• _How to complete this task_: Counting task for the data below: how many lines hold the word "Ordering"? Answer with the number only.

• _Records to use_:
#####
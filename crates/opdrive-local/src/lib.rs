//! # opdrive-local — In-process reference transport
//!
//! A [`Transport`] whose operations live in one process-local table.
//! Three ways for an operation to complete:
//!
//! ```text
//! submit_after(rec, delay)   completes once `delay` has elapsed
//! submit_manual(rec)         completes when fire(token) is called
//! submit_ready(rec)          complete at submission
//! ```
//!
//! plus `submit_persistent`, which mints a restartable operation: inert
//! until `start`, one completion per arming, re-armable after each drain.
//!
//! Deadlines are evaluated lazily inside the completion queries — there
//! is no timer thread. Blocking waiters park on a condvar with
//! deadline-aware timeouts. The whole table sits behind a single mutex,
//! which is what makes `try_complete_all` genuinely all-or-nothing: the
//! check and the consume happen under one critical section.
//!
//! Built for the engine's tests and demos; it is deliberately small and
//! makes no throughput claims.

use std::collections::HashMap;
use std::sync::atomic::{AtomicU64, Ordering};
use std::sync::{Condvar, Mutex};
use std::time::{Duration, Instant};

use opdrive_core::{Completion, OpToken, Transport, TransportError};

/// Code delivered by a cancelled operation (-ECANCELED, the io_uring
/// convention).
pub const CANCELLED_CODE: i32 = -125;

/// Condvar re-check slice for waiters with no deadline to aim at.
const WAIT_SLICE: Duration = Duration::from_millis(100);

struct OpState {
    /// Record a normal completion delivers.
    template: Completion,
    /// Fired but not yet consumed completion.
    ready: Option<Completion>,
    /// Will eventually produce a completion (by deadline or `fire`).
    armed: bool,
    deadline: Option<Instant>,
    persistent: bool,
    /// Deadline ops re-fire this long after each `start`.
    period: Option<Duration>,
}

impl OpState {
    /// Fold an elapsed deadline into the ready slot.
    fn poll(&mut self, now: Instant) {
        if self.armed {
            if let Some(d) = self.deadline {
                if d <= now {
                    self.ready = Some(self.template);
                    self.armed = false;
                }
            }
        }
    }

    /// Whether a completion query would succeed right now.
    fn is_ready(&self) -> bool {
        self.ready.is_some()
    }
}

/// In-process transport. Wrap in an `Arc` and hand clones to handles;
/// keep one for the control surface (`fire`, submissions).
pub struct LocalTransport {
    ops: Mutex<HashMap<OpToken, OpState>>,
    completed: Condvar,
    next_token: AtomicU64,
}

impl LocalTransport {
    pub fn new() -> Self {
        Self {
            ops: Mutex::new(HashMap::new()),
            completed: Condvar::new(),
            // Token 0 is reserved for OpToken::NULL.
            next_token: AtomicU64::new(1),
        }
    }

    fn mint(&self) -> OpToken {
        OpToken(self.next_token.fetch_add(1, Ordering::Relaxed))
    }

    fn insert(&self, state: OpState) -> OpToken {
        let token = self.mint();
        self.ops.lock().unwrap().insert(token, state);
        token
    }

    /// One-shot operation that completes once `delay` has elapsed.
    pub fn submit_after(&self, record: Completion, delay: Duration) -> OpToken {
        self.insert(OpState {
            template: record,
            ready: None,
            armed: true,
            deadline: Some(Instant::now() + delay),
            persistent: false,
            period: None,
        })
    }

    /// One-shot operation that completes only when [`fire`](Self::fire)d.
    pub fn submit_manual(&self, record: Completion) -> OpToken {
        self.insert(OpState {
            template: record,
            ready: None,
            armed: true,
            deadline: None,
            persistent: false,
            period: None,
        })
    }

    /// One-shot operation that is complete at submission.
    pub fn submit_ready(&self, record: Completion) -> OpToken {
        self.insert(OpState {
            template: record,
            ready: Some(record),
            armed: false,
            deadline: None,
            persistent: false,
            period: None,
        })
    }

    /// Persistent operation: inert until `start`. With a period, each
    /// arming completes that long after the `start`; without one, each
    /// arming completes on `fire`.
    pub fn submit_persistent(&self, record: Completion, period: Option<Duration>) -> OpToken {
        self.insert(OpState {
            template: record,
            ready: None,
            armed: false,
            deadline: None,
            persistent: true,
            period,
        })
    }

    /// Force an armed operation to complete now. Returns `false` if the
    /// token is unknown, inert, or already complete.
    pub fn fire(&self, token: OpToken) -> bool {
        let mut ops = self.ops.lock().unwrap();
        let fired = match ops.get_mut(&token) {
            Some(st) if st.armed && st.ready.is_none() => {
                st.ready = Some(st.template);
                st.armed = false;
                true
            }
            _ => false,
        };
        drop(ops);
        if fired {
            log::trace!("local: fired {}", token);
            self.completed.notify_all();
        }
        fired
    }

    /// Operations still in the table (unconsumed one-shots plus all
    /// unreleased persistent ops).
    pub fn pending(&self) -> usize {
        self.ops.lock().unwrap().len()
    }

    /// Consume a ready completion. One-shot entries leave the table;
    /// persistent entries stay, disarmed, until the next `start`.
    fn consume(ops: &mut HashMap<OpToken, OpState>, token: OpToken) -> Option<Completion> {
        let st = ops.get_mut(&token)?;
        let rec = st.ready.take()?;
        if !st.persistent {
            ops.remove(&token);
        }
        Some(rec)
    }
}

impl Default for LocalTransport {
    fn default() -> Self {
        Self::new()
    }
}

impl Transport for LocalTransport {
    fn try_complete(&self, token: OpToken) -> Option<Completion> {
        if token.is_null() {
            return Some(Completion::empty());
        }
        let mut ops = self.ops.lock().unwrap();
        match ops.get_mut(&token) {
            // Unknown tokens are inactive: trivially complete.
            None => Some(Completion::empty()),
            Some(st) => {
                st.poll(Instant::now());
                if st.is_ready() {
                    Self::consume(&mut ops, token)
                } else {
                    None
                }
            }
        }
    }

    fn wait(&self, token: OpToken) -> Completion {
        if token.is_null() {
            return Completion::empty();
        }
        let mut ops = self.ops.lock().unwrap();
        loop {
            let timeout = match ops.get_mut(&token) {
                None => return Completion::empty(),
                Some(st) => {
                    let now = Instant::now();
                    st.poll(now);
                    if st.is_ready() {
                        return Self::consume(&mut ops, token)
                            .unwrap_or_else(Completion::empty);
                    }
                    match st.deadline {
                        Some(d) if st.armed => d.saturating_duration_since(now),
                        _ => WAIT_SLICE,
                    }
                }
            };
            // Wake on fire/cancel/start, or re-check at the deadline.
            let timeout = timeout.min(WAIT_SLICE).max(Duration::from_micros(1));
            let (guard, _) = self.completed.wait_timeout(ops, timeout).unwrap();
            ops = guard;
        }
    }

    fn try_complete_all(&self, tokens: &[OpToken]) -> Option<Vec<Completion>> {
        let mut ops = self.ops.lock().unwrap();
        let now = Instant::now();

        // Pass 1: everything must be ready before anything is consumed.
        for token in tokens {
            if token.is_null() {
                continue;
            }
            match ops.get_mut(token) {
                None => continue,
                Some(st) => {
                    st.poll(now);
                    if !st.is_ready() {
                        return None;
                    }
                }
            }
        }

        // Pass 2: consume, index-aligned.
        let records = tokens
            .iter()
            .map(|&token| {
                if token.is_null() {
                    Completion::empty()
                } else {
                    Self::consume(&mut ops, token).unwrap_or_else(Completion::empty)
                }
            })
            .collect();
        Some(records)
    }

    fn release(&self, token: OpToken) -> Result<(), TransportError> {
        if token.is_null() {
            return Ok(());
        }
        self.ops.lock().unwrap().remove(&token);
        Ok(())
    }

    fn cancel(&self, token: OpToken) -> bool {
        let mut ops = self.ops.lock().unwrap();
        let won = match ops.get_mut(&token) {
            Some(st) if st.armed && st.ready.is_none() => {
                st.ready = Some(Completion {
                    source: st.template.source,
                    tag: st.template.tag,
                    code: CANCELLED_CODE,
                    count: 0,
                });
                st.armed = false;
                true
            }
            _ => false,
        };
        drop(ops);
        if won {
            log::trace!("local: cancelled {}", token);
            self.completed.notify_all();
        }
        won
    }

    fn start(&self, token: OpToken) {
        let mut ops = self.ops.lock().unwrap();
        let armed = match ops.get_mut(&token) {
            Some(st) if st.persistent && !st.armed && st.ready.is_none() => {
                st.armed = true;
                st.deadline = st.period.map(|p| Instant::now() + p);
                true
            }
            _ => false,
        };
        drop(ops);
        if armed {
            // Waiters blocked on this token need to pick up the new deadline.
            self.completed.notify_all();
        }
    }
}

#[cfg(test)]
mod tests {
    use super::*;
    use std::sync::Arc;
    use std::thread;

    fn rec(tag: u32, count: usize) -> Completion {
        Completion {
            source: 1,
            tag,
            code: 0,
            count,
        }
    }

    #[test]
    fn deadline_op_completes_after_delay() {
        let t = LocalTransport::new();
        let token = t.submit_after(rec(7, 3), Duration::from_millis(20));
        assert_eq!(t.try_complete(token), None);
        thread::sleep(Duration::from_millis(30));
        let c = t.try_complete(token).expect("past deadline");
        assert_eq!(c.tag, 7);
        assert_eq!(c.count, 3);
        // Consumed: the token is inactive now.
        assert_eq!(t.try_complete(token), Some(Completion::empty()));
    }

    #[test]
    fn manual_op_pends_until_fired() {
        let t = LocalTransport::new();
        let token = t.submit_manual(rec(1, 1));
        assert_eq!(t.try_complete(token), None);
        assert!(t.fire(token));
        assert!(!t.fire(token), "second fire loses");
        assert_eq!(t.try_complete(token), Some(rec(1, 1)));
    }

    #[test]
    fn ready_op_is_immediate() {
        let t = LocalTransport::new();
        let token = t.submit_ready(rec(2, 8));
        assert_eq!(t.try_complete(token), Some(rec(2, 8)));
    }

    #[test]
    fn wait_blocks_until_concurrent_fire() {
        let t = Arc::new(LocalTransport::new());
        let token = t.submit_manual(rec(4, 2));
        let firer = {
            let t = Arc::clone(&t);
            thread::spawn(move || {
                thread::sleep(Duration::from_millis(20));
                t.fire(token)
            })
        };
        let c = t.wait(token);
        assert_eq!(c, rec(4, 2));
        assert!(firer.join().unwrap());
    }

    #[test]
    fn wait_honors_deadline() {
        let t = LocalTransport::new();
        let token = t.submit_after(rec(5, 5), Duration::from_millis(15));
        let started = Instant::now();
        let c = t.wait(token);
        assert_eq!(c.tag, 5);
        assert!(started.elapsed() >= Duration::from_millis(15));
    }

    #[test]
    fn batch_test_is_all_or_nothing() {
        let t = LocalTransport::new();
        let a = t.submit_ready(rec(1, 1));
        let b = t.submit_manual(rec(2, 2));
        let tokens = [a, b];

        // b pending: nothing may be consumed.
        assert!(t.try_complete_all(&tokens).is_none());
        assert_eq!(t.pending(), 2, "failed batch consumed nothing");

        t.fire(b);
        let recs = t.try_complete_all(&tokens).expect("both ready");
        assert_eq!(recs[0].tag, 1);
        assert_eq!(recs[1].tag, 2);
        assert_eq!(t.pending(), 0);
    }

    #[test]
    fn batch_treats_null_as_complete() {
        let t = LocalTransport::new();
        let a = t.submit_ready(rec(1, 1));
        let recs = t
            .try_complete_all(&[OpToken::NULL, a])
            .expect("null is trivial");
        assert_eq!(recs[0], Completion::empty());
        assert_eq!(recs[1].tag, 1);
    }

    #[test]
    fn cancel_delivers_cancelled_code() {
        let t = LocalTransport::new();
        let token = t.submit_manual(rec(9, 4));
        assert!(t.cancel(token));
        assert!(!t.cancel(token), "cancel races are single-winner");
        let c = t.try_complete(token).expect("cancelled ops complete");
        assert_eq!(c.code, CANCELLED_CODE);
        assert_eq!(c.tag, 9);
        assert_eq!(c.count, 0);
    }

    #[test]
    fn cancel_loses_to_completion() {
        let t = LocalTransport::new();
        let token = t.submit_manual(rec(3, 3));
        assert!(t.fire(token));
        assert!(!t.cancel(token));
        assert_eq!(t.try_complete(token), Some(rec(3, 3)));
    }

    #[test]
    fn persistent_op_rearms() {
        let t = LocalTransport::new();
        let token = t.submit_persistent(rec(6, 1), None);

        // Inert until started.
        assert_eq!(t.try_complete(token), None);
        assert!(!t.fire(token), "inert ops cannot fire");

        t.start(token);
        assert!(t.fire(token));
        assert_eq!(t.try_complete(token), Some(rec(6, 1)));

        // Drained arming: pending again until restarted.
        assert_eq!(t.try_complete(token), None);
        t.start(token);
        assert!(t.fire(token));
        assert_eq!(t.try_complete(token), Some(rec(6, 1)));

        // Entry survives consumption; release removes it.
        assert_eq!(t.pending(), 1);
        t.release(token).unwrap();
        assert_eq!(t.pending(), 0);
    }

    #[test]
    fn persistent_period_sets_deadline_per_start() {
        let t = LocalTransport::new();
        let token = t.submit_persistent(rec(8, 2), Some(Duration::from_millis(10)));
        assert_eq!(t.try_complete(token), None);
        t.start(token);
        thread::sleep(Duration::from_millis(20));
        assert_eq!(t.try_complete(token), Some(rec(8, 2)));
        assert_eq!(t.try_complete(token), None, "not re-armed yet");
    }

    #[test]
    fn release_is_idempotent() {
        let t = LocalTransport::new();
        let token = t.submit_manual(rec(1, 1));
        assert!(t.release(token).is_ok());
        assert!(t.release(token).is_ok());
        assert!(t.release(OpToken::NULL).is_ok());
        assert!(t.release(OpToken(0xdead_beef)).is_ok());
    }
}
#####
• _Problem solution_: 2